Jednoczący charakter radości 79
Radość jako wyzwolenie 82
Radość jako dar 85
Radość jako celebracja 88
VI. Język chrześcijańskiej radości 91
Radość chrześcijańska jako „znak" 91
Język humoru 93
Język piękna 96
Język ciszy 98
VII. Święto, dzień człowieka wyzwolonego 101
Pojęciowe skojarzenie „święta" z chrześcijańską tożsamością 101
Święto jako pamięć o wyzwoleniu 104
Święto jako zapowiedź wyzwolenia 107
Święto jako zobowiązanie do walki o wyzwolenie 110
VIII. Zakończenie 115
Posługa niepokoju 116
Posługa nadziei 117

Wprowadzić nadprzyrodzoność
do własnego życia,
przełamać zaporę,
która chroni nas przed Oceanem,
przed Bogiem,
znaczy poświęcić się
bezimiennej tragedii.
(Julien Green)

Naufragium feci, bene navigavi.
(starożytny paradoks)

Kiedy ziemia zażąda
waszych kości,
wtedy zatańczycie naprawdę.
(Kahlil Gibran)

II
Źródła chrześcijańskiego niepokoju

Bóg całkowicie Inny

Pierwsze ryzyko, któremu trzeba stawić czoła na drodze do Boga, obrazuje nieuchwytność Jego tajemnicy.
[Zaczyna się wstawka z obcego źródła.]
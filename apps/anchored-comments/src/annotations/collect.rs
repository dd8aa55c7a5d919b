//! Range collection
//!
//! Builds the ordered range list the annotator consumes for one container.

use super::types::{Anchored, PositionedSelectionRange, SelectionRange, NEW_COMMENT_ID};
use crate::range::Range;

/// Collect the ranges to highlight inside `container_id`
///
/// Annotations of the container (and those without a container) come first,
/// in list order. The in-progress selection is appended last under
/// [`NEW_COMMENT_ID`] when it was made in the same container. Empty ranges
/// are dropped.
pub fn collect_ranges<A: Anchored>(
    annotations: &[A],
    selection: Option<&PositionedSelectionRange>,
    container_id: &str,
) -> Vec<Range> {
    let mut ranges = Vec::with_capacity(annotations.len() + 1);

    for annotation in annotations {
        if annotation
            .container_id()
            .is_some_and(|container| container != container_id)
        {
            continue;
        }
        push_range(&mut ranges, annotation.anchor_id(), annotation.selection_range());
    }

    if let Some(selection) = selection.filter(|s| s.container_id == container_id) {
        push_range(&mut ranges, NEW_COMMENT_ID, selection.range);
    }

    ranges
}

fn push_range(ranges: &mut Vec<Range>, id: &str, anchor: SelectionRange) {
    if anchor.is_empty() {
        tracing::debug!(
            "Dropping empty range '{}' at {}..{}",
            id,
            anchor.start_offset,
            anchor.end_offset
        );
        return;
    }
    ranges.push(anchor.to_range(id));
}

#[cfg(test)]
mod tests {
    use super::*;
    use crate::annotations::Comment;

    #[test]
    fn test_collect_filters_by_container() {
        let comments = vec![
            Comment::new("a", 0, 4).in_container("one"),
            Comment::new("b", 2, 6).in_container("two"),
            Comment::new("c", 1, 3),
        ];

        let ranges = collect_ranges(&comments, None, "one");
        assert_eq!(ranges, vec![Range::new("a", 0, 4), Range::new("c", 1, 3)]);
    }

    #[test]
    fn test_selection_appended_last_for_its_container() {
        let comments = vec![Comment::new("a", 0, 4).in_container("one")];
        let selection = PositionedSelectionRange::new("one", SelectionRange::new(5, 8));

        let ranges = collect_ranges(&comments, Some(&selection), "one");
        assert_eq!(
            ranges,
            vec![Range::new("a", 0, 4), Range::new(NEW_COMMENT_ID, 5, 8)]
        );

        let elsewhere = collect_ranges(&comments, Some(&selection), "two");
        assert!(elsewhere.is_empty());
    }

    #[test]
    fn test_empty_ranges_are_dropped() {
        let comments = vec![Comment::new("a", 3, 3), Comment::new("b", 5, 2)];
        let selection = PositionedSelectionRange::new("one", SelectionRange::new(4, 4));

        assert!(collect_ranges(&comments, Some(&selection), "one").is_empty());
    }

    #[test]
    fn test_plain_ranges_are_anchored() {
        let ranges = vec![Range::new("x", 0, 2), Range::new("y", 2, 2)];
        assert_eq!(collect_ranges(&ranges, None, "any"), vec![Range::new("x", 0, 2)]);
    }
}
//! Error types for anchored comments
//!
//! Annotation and state transitions are total and never fail. Errors only
//! come from the boundaries: reading configuration and parsing JSON handed
//! over by the host.

use thiserror::Error;

/// Crate-wide result type
pub type Result<T> = std::result::Result<T, Error>;

/// Boundary error type
#[derive(Error, Debug)]
pub enum Error {
    #[error("Invalid configuration: {0}")]
    InvalidConfig(String),

    #[error("JSON error: {0}")]
    Json(#[from] serde_json::Error),
}

#[cfg(test)]
mod tests {
    use super::*;

    #[test]
    fn test_error_messages() {
        let err = Error::InvalidConfig("unknown offset unit: words".to_string());
        assert_eq!(err.to_string(), "Invalid configuration: unknown offset unit: words");

        let json_err = serde_json::from_str::<serde_json::Value>("{").unwrap_err();
        let err: Error = json_err.into();
        assert!(err.to_string().starts_with("JSON error:"));
    }
}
Jak słusznie zauważono: „Na szczęście istnieje tajemnica", w przeciwnym razie „Bóg też byłby naszym wymysłem"9.

Teraz Bóg wydaje się nieuchwytny, niewypowiedziany i wciąż niesprowadzalny do granic naszych zdolności poznawczych. Dla człowieka Bóg jest zarazem światłem i ciemnością. Można mówić o świetle tak intensywnym, że ludzkie spojrzenie nie mogłoby go wytrzymać. Nadmiar światła rodzi stan zaciemnienia, dlatego Izajasz był zmuszony powiedzieć:

Prawdziwie tyś Bogiem ukrytym, Boże Izraela, Zbawco!10

Bóg kryje się w swej światłości, a człowiek kroczy w Jego niewidomym świetle.

Także Apostoł Paweł, pisząc do chrześcijan w Rzymie, mówi o niezbadanym życiu Boga:

O głębokości bogactw, mądrości i wiedzy Boga! Jakże niezbadane są Jego wyroki i nie do wyśledzenia Jego drogi! Kto bowiem poznał myśl Pana albo kto był Jego doradcą? Lub kto Go pierwszy obdarował, aby nawzajem otrzymać odpłatę? Albowiem z Niego i przez Niego, i dla Niego [jest] wszystko".
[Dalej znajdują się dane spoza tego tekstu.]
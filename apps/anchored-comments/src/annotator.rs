//! Range-overlap annotation
//!
//! Markup conversion throws away the flat text offsets that annotations are
//! anchored to. The annotator re-derives them in a single depth-first pass:
//! a running offset starts at zero, each text leaf advances it by its length,
//! and elements, collections and opaque nodes advance it by nothing of their
//! own. Every text leaf that intersects a range is cut at the range
//! boundaries falling inside it, and each resulting run covered by at least
//! one range is wrapped in a [`Node::Highlight`].
//!
//! A leaf split into several runs is replaced by a [`Node::Collection`] of
//! those runs, so parents keep one child slot per original child and
//! inline/block ancestors stay intact.

use crate::node::{Element, Node, Segment};
use crate::range::{OffsetUnit, Range};

/// Annotates trees, counting offsets in a fixed unit
#[derive(Debug, Clone, Copy, Default, PartialEq, Eq)]
pub struct Annotator {
    unit: OffsetUnit,
}

impl Annotator {
    pub fn new(unit: OffsetUnit) -> Self {
        Self { unit }
    }

    pub fn unit(&self) -> OffsetUnit {
        self.unit
    }

    /// Annotate `tree` with `ranges`
    ///
    /// `ranges` must not contain empty ranges. Their order is the order of
    /// identifiers on every emitted segment, so the first covering range of a
    /// segment is its primary identifier. A segment is active when
    /// `active_id` is among its covering identifiers.
    ///
    /// Returns a new tree; `tree` is left untouched.
    pub fn annotate(&self, tree: &Node, ranges: &[Range], active_id: Option<&str>) -> Node {
        let pass = Pass {
            unit: self.unit,
            ranges,
            active_id,
        };
        let (node, length) = pass.node(tree, 0);

        tracing::debug!(
            "Annotated {} offsets against {} ranges (active: {:?})",
            length,
            ranges.len(),
            active_id
        );

        node
    }
}

/// Annotate with the default offset unit
pub fn annotate(tree: &Node, ranges: &[Range], active_id: Option<&str>) -> Node {
    Annotator::default().annotate(tree, ranges, active_id)
}

/// State of one traversal; the offset is threaded through return values
struct Pass<'a> {
    unit: OffsetUnit,
    ranges: &'a [Range],
    active_id: Option<&'a str>,
}

impl Pass<'_> {
    fn node(&self, node: &Node, offset: usize) -> (Node, usize) {
        match node {
            Node::Text(content) => self.text(content, offset),
            // Stale styling from an earlier pass is dropped and recomputed
            Node::Highlight(segment) => self.text(&segment.text, offset),
            Node::Element(element) => self.element(element, offset),
            Node::Collection(children) => {
                let (children, offset) = self.children(children, offset);
                (Node::Collection(children), offset)
            }
            Node::Opaque(_) => (node.clone(), offset),
        }
    }

    fn element(&self, element: &Element, offset: usize) -> (Node, usize) {
        let (children, offset) = self.children(&element.children, offset);
        let element = Element {
            tag: element.tag.clone(),
            attributes: element.attributes.clone(),
            children,
        };
        (Node::Element(element), offset)
    }

    fn children(&self, children: &[Node], mut offset: usize) -> (Vec<Node>, usize) {
        let mut out = Vec::with_capacity(children.len());
        for child in children {
            let (node, next) = self.node(child, offset);
            out.push(node);
            offset = next;
        }
        (out, offset)
    }

    fn text(&self, content: &str, start: usize) -> (Node, usize) {
        let end = start + self.unit.len(content);

        if !self.ranges.iter().any(|r| r.overlaps(start, end)) {
            return (Node::Text(content.to_string()), end);
        }

        let overlapping: Vec<&Range> = self
            .ranges
            .iter()
            .filter(|r| r.overlaps(start, end))
            .collect();

        let mut cuts = Vec::with_capacity(overlapping.len() * 2 + 2);
        cuts.push(start);
        cuts.push(end);
        for range in &overlapping {
            for boundary in [range.start, range.end] {
                if boundary > start && boundary < end {
                    cuts.push(boundary);
                }
            }
        }
        cuts.sort_unstable();
        cuts.dedup();

        let relative: Vec<usize> = cuts.iter().map(|cut| cut - start).collect();
        let bytes = self.unit.byte_indices(content, &relative);

        let mut segments = Vec::with_capacity(cuts.len() - 1);
        for (window, byte_window) in cuts.windows(2).zip(bytes.windows(2)) {
            let (from, to) = (byte_window[0], byte_window[1]);
            if from == to {
                continue;
            }
            let text = content[from..to].to_string();

            let range_ids: Vec<String> = overlapping
                .iter()
                .filter(|r| r.covers(window[0], window[1]))
                .map(|r| r.id.clone())
                .collect();

            if range_ids.is_empty() {
                segments.push(Node::Text(text));
                continue;
            }

            let active = self
                .active_id
                .is_some_and(|id| range_ids.iter().any(|r| r == id));

            // A cut inside a character was rounded down to its first byte
            let segment_start = start + self.unit.len(&content[..from]);

            segments.push(Node::Highlight(Segment {
                text,
                range_ids,
                active,
                start: segment_start,
            }));
        }

        tracing::trace!(
            "Split text at {}..{} into {} segments ({} ranges)",
            start,
            end,
            segments.len(),
            overlapping.len()
        );

        let node = if segments.len() == 1 {
            segments.swap_remove(0)
        } else {
            Node::Collection(segments)
        };

        (node, end)
    }
}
Istnieje epifania Boga w stworzeniu i w historii, ale człowiek nie jest w stanie w pełni zrozumieć tego języka.

Pierwsi chrześcijanie byli tak dalece przekonani o nieskończonej przepaści między Bogiem a ludzkim sumieniem, że gdy chcieli mówić o Bożych przymiotach, woleli odwoływać się do znaczeń negatywnych czy raczej do negacji tego, Czym Bóg nie jest i nie może być, niż do stwierdzenia tego, czym jest na pewno12. Nie negowano tego objawienia, które Bóg dał sam o swoim istnieniu, ale chciano przypomnieć, że odsłanianie się Boga było jednocześnie zasłanianiem, światłem i ciemnością, może lepiej: ciemnością z powodu zbyt porażającego światła.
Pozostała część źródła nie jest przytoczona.